“Tiene la cara de perro, como la tiene mi amor”, son sabias palabras que tienen uno o mil significados a la vez. Expresadas orgullosamente por una hermosa viejecita de grandes e inigualables hoyuelos en sus tiernas y suaves pero arrugadas mejillas, de grandes y redondos ojos tan brillantes como el cristal, caracterizados por una tristeza en especial, quien, en su fría soledad amarga, siempre, siempre, siempre… tenía mucho amor para dar, aunque nadie lo quisiese tomar.
Sentada una tarde en el portal de su viejo troje, viendo la vida pasar, llegó a su vida alguien, que la vida le habría de cambiar, una jovencita quien en su adolescencia ya era incapaz de amar, y sin embargo, siempre la iba a alimentar, unos días renegando, otros días maldiciendo, pero poco a poco, la soledad de ambas fue disminuyendo, y ella, ella la pudo amar, bastando ver la expresión de su cálido rostro, el movimiento de su boca al comer, y la humedad en sus tristes ojos al preguntar ¿Por qué nadie me viene a visitar?
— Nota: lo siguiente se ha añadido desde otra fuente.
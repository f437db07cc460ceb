//! # Spout sender simulator
//!
//! Drives the plugin the way the host would (startup, update ticks, one drawable-changed event
//! per frame, shutdown) against a synthetic renderer, then prints what was shared.
//!
//! Flags:
//! - `--frames N`         frames to render (default 3000)
//! - `--skip-every K`     renderer omits LdrColor on every K-th frame
//! - `--foreign-every K`  inject an unrelated event on the frame stream every K-th frame
//! - `--no-factory`       run without a texture factory (inert mode)
//! - `--config <path>`    strict-load an export config instead of the defaults
//! - `--log-file <path>`  also append logs to a file (or env SPOUT_SENDER_LOG_FILE)
//! - `--json`             print the summary as JSON

mod sim_host;

use std::path::PathBuf;
use std::sync::atomic::Ordering;
use std::sync::Arc;

use anyhow::Context;
use serde::Serialize;

use spout_sender::{logi, logw, LifecycleController};
use spout_sender_core::bus::LocalDispatcher;
use spout_sender_core::config::{load_export_config, ConfigMode};
use spout_sender_core::host::{
    EventDispatcher, EventKind, HostEvent, HostServices, Payload, Stage, TextureFactory,
};
use spout_sender_core::{Diagnostics, ExportConfig, ExportEvent};

use sim_host::{RecordingSender, SimFactory, SimStage};

#[derive(Debug)]
struct Args {
    frames: u64,
    skip_every: u64,
    foreign_every: u64,
    no_factory: bool,
    config: Option<PathBuf>,
    log_file: Option<PathBuf>,
    json: bool,
}

impl Default for Args {
    fn default() -> Self {
        Self {
            frames: 3000,
            skip_every: 0,
            foreign_every: 0,
            no_factory: false,
            config: None,
            log_file: None,
            json: false,
        }
    }
}

fn parse_args() -> anyhow::Result<Args> {
    let mut args = Args::default();
    let mut it = std::env::args().skip(1);
    while let Some(a) = it.next() {
        let mut value = |flag: &str| it.next().with_context(|| format!("{flag} needs a value"));
        match a.as_str() {
            "--frames" => args.frames = value("--frames")?.parse()?,
            "--skip-every" => args.skip_every = value("--skip-every")?.parse()?,
            "--foreign-every" => args.foreign_every = value("--foreign-every")?.parse()?,
            "--config" => args.config = Some(PathBuf::from(value("--config")?)),
            "--log-file" => args.log_file = Some(PathBuf::from(value("--log-file")?)),
            "--no-factory" => args.no_factory = true,
            "--json" => args.json = true,
            other => anyhow::bail!("unknown argument '{other}'"),
        }
    }
    Ok(args)
}

#[derive(Debug, Default, Serialize)]
struct Summary {
    run_id: String,
    channel: String,
    frames: u64,
    updates: u64,
    published: u64,
    dropped: u64,
    ignored: u64,
    empty: u64,
    heartbeats: u64,
    backend_frames: u64,
    degraded: Option<String>,
}

fn main() -> anyhow::Result<()> {
    let args = parse_args()?;
    let run_id = spout_sender::logging::init(args.log_file.clone());
    logi!("INIT", "run_id={run_id}");

    let config = match &args.config {
        Some(path) => load_export_config(path, ConfigMode::Strict)?,
        None => ExportConfig::default(),
    };

    let bus = LocalDispatcher::new();
    let events: Arc<dyn EventDispatcher> = Arc::new(bus.clone());
    let factory: Option<Box<dyn TextureFactory>> = if args.no_factory {
        None
    } else {
        Some(Box::new(SimFactory::new(args.skip_every)))
    };
    let stage: Arc<dyn Stage> = Arc::new(SimStage::default());
    let host = HostServices {
        events: Some(events),
        factory,
        stage: Some(stage),
    };
    let sender = RecordingSender::default();
    let (diagnostics, diag_rx) = Diagnostics::channel(256);

    let mut controller =
        LifecycleController::new(host, Box::new(sender.clone()), config.clone(), diagnostics);
    controller.start("spout-sender-sim");

    let texture = controller.shared_texture().map(|t| t.id());
    if texture.is_none() {
        logw!("INIT", "no shared texture; only update ticks will be delivered");
    }

    let foreign = HostEvent::new(EventKind::Other("sim.unrelated".into()), Payload::new());
    let mut summary = Summary::default();
    let update = HostEvent::post_update();

    for frame in 1..=args.frames {
        bus.dispatch_update(&update);
        if let Some(id) = texture {
            if args.foreign_every > 0 && frame % args.foreign_every == 0 {
                bus.dispatch_frame(id, &foreign);
            }
            bus.dispatch_frame(id, &HostEvent::drawable_changed(frame));
        }
        // Drain as the host's UI would, so the bounded channel never fills up.
        for ev in diag_rx.try_iter() {
            if let ExportEvent::Heartbeat { .. } = ev {
                summary.heartbeats += 1;
            }
        }
    }

    controller.stop();
    for ev in diag_rx.try_iter() {
        match ev {
            ExportEvent::Heartbeat { .. } => summary.heartbeats += 1,
            ExportEvent::Stopped { stats } => {
                summary.updates = stats.updates;
                summary.published = stats.published;
                summary.dropped = stats.dropped;
                summary.ignored = stats.ignored;
                summary.empty = stats.empty;
            }
            _ => {}
        }
    }

    summary.run_id = run_id;
    summary.channel = config.channel_name.clone();
    summary.frames = args.frames;
    summary.backend_frames = sender.frames.load(Ordering::Relaxed);
    summary.degraded = controller.degraded_reason().map(str::to_string);

    if args.json {
        println!("{}", serde_json::to_string_pretty(&summary)?);
    } else {
        println!(
            "channel '{}': {} frames, {} published, {} dropped, {} without AOV, \
             {} ignored events, {} heartbeats",
            summary.channel,
            summary.frames,
            summary.published,
            summary.dropped,
            summary.empty,
            summary.ignored,
            summary.heartbeats
        );
        if let Some(reason) = &summary.degraded {
            println!("degraded: {reason}");
        }
    }
    Ok(())
}
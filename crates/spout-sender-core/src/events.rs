use crossbeam_channel::{bounded, Receiver, Sender, TrySendError};

/// Why a frame that reached the sender channel was not shared.
#[derive(Debug, Clone, Copy, PartialEq, Eq)]
pub enum DropReason {
    /// The channel never opened or was already closed.
    ChannelClosed,
    /// The backend was in use (shutdown in progress).
    Busy,
    /// The sharing subsystem refused the frame.
    Rejected,
    /// A collaborator panicked while the frame was being exported.
    Panicked,
}

/// Counter snapshot for diagnostics and tests.
#[derive(Debug, Clone, Copy, Default, PartialEq, Eq)]
pub struct ExportStats {
    /// Update ticks observed.
    pub updates: u64,
    /// Frames handed to the sharing subsystem.
    pub published: u64,
    /// Frames that reached the channel but were not shared.
    pub dropped: u64,
    /// Events that were not well-formed drawable-changed events.
    pub ignored: u64,
    /// Frames without a usable AOV.
    pub empty: u64,
}

#[derive(Debug, Clone, PartialEq, Eq)]
pub enum ExportEvent {
    /// Startup finished. `degraded` means no frames will be exported.
    Started { ext_id: String, degraded: bool },

    /// A collaborator was missing or failed; the bridge keeps running without it.
    Degraded { reason: String },

    ChannelOpened { name: String, backend: &'static str },

    ChannelUnavailable { name: String, error: String },

    TextureCreated { name: String, width: u32, height: u32 },

    Heartbeat { ticks: u64 },

    FramePublished { frame: u64 },

    FrameDropped { reason: DropReason },

    Stopped { stats: ExportStats },
}

/// Non-blocking sink for `ExportEvent`s.
///
/// Backed by a bounded channel; when nobody drains it the newest events are discarded rather
/// than stalling the caller.
#[derive(Debug, Clone, Default)]
pub struct Diagnostics {
    tx: Option<Sender<ExportEvent>>,
}

impl Diagnostics {
    /// A sink that discards everything.
    pub fn disabled() -> Self {
        Self { tx: None }
    }

    /// Create a sink and the receiver that drains it.
    pub fn channel(capacity: usize) -> (Self, Receiver<ExportEvent>) {
        let (tx, rx) = bounded(capacity);
        (Self { tx: Some(tx) }, rx)
    }

    pub fn is_enabled(&self) -> bool {
        self.tx.is_some()
    }

    /// Returns `false` when the event was discarded.
    pub fn emit(&self, event: ExportEvent) -> bool {
        match &self.tx {
            Some(tx) => match tx.try_send(event) {
                Ok(()) => true,
                Err(TrySendError::Full(_)) | Err(TrySendError::Disconnected(_)) => false,
            },
            None => false,
        }
    }
}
Comenzando a cantar desesperadamente “tiene la cara de perro como la tiene mi amor, pero ¡ay! ¡ay! ¡ay! que risa me da”.
Es tan difícil olvidar el día de su partida… cuando un día la quisieron encerrar porque no la podían cuidar, y en su desesperación a la mañana siguiente ya se encontraba sin vida.
Esa linda viejecita era un ser especial, y aunque para todos era un demonio, para mí, era un ángel guardián.
Esa viejecita era mi abuelita, esa viejecita fue quien me enseñó a amar, esa viejecita fue el ángel de luz que ilumino mi vida y me enseño el gran sentido de la bondad.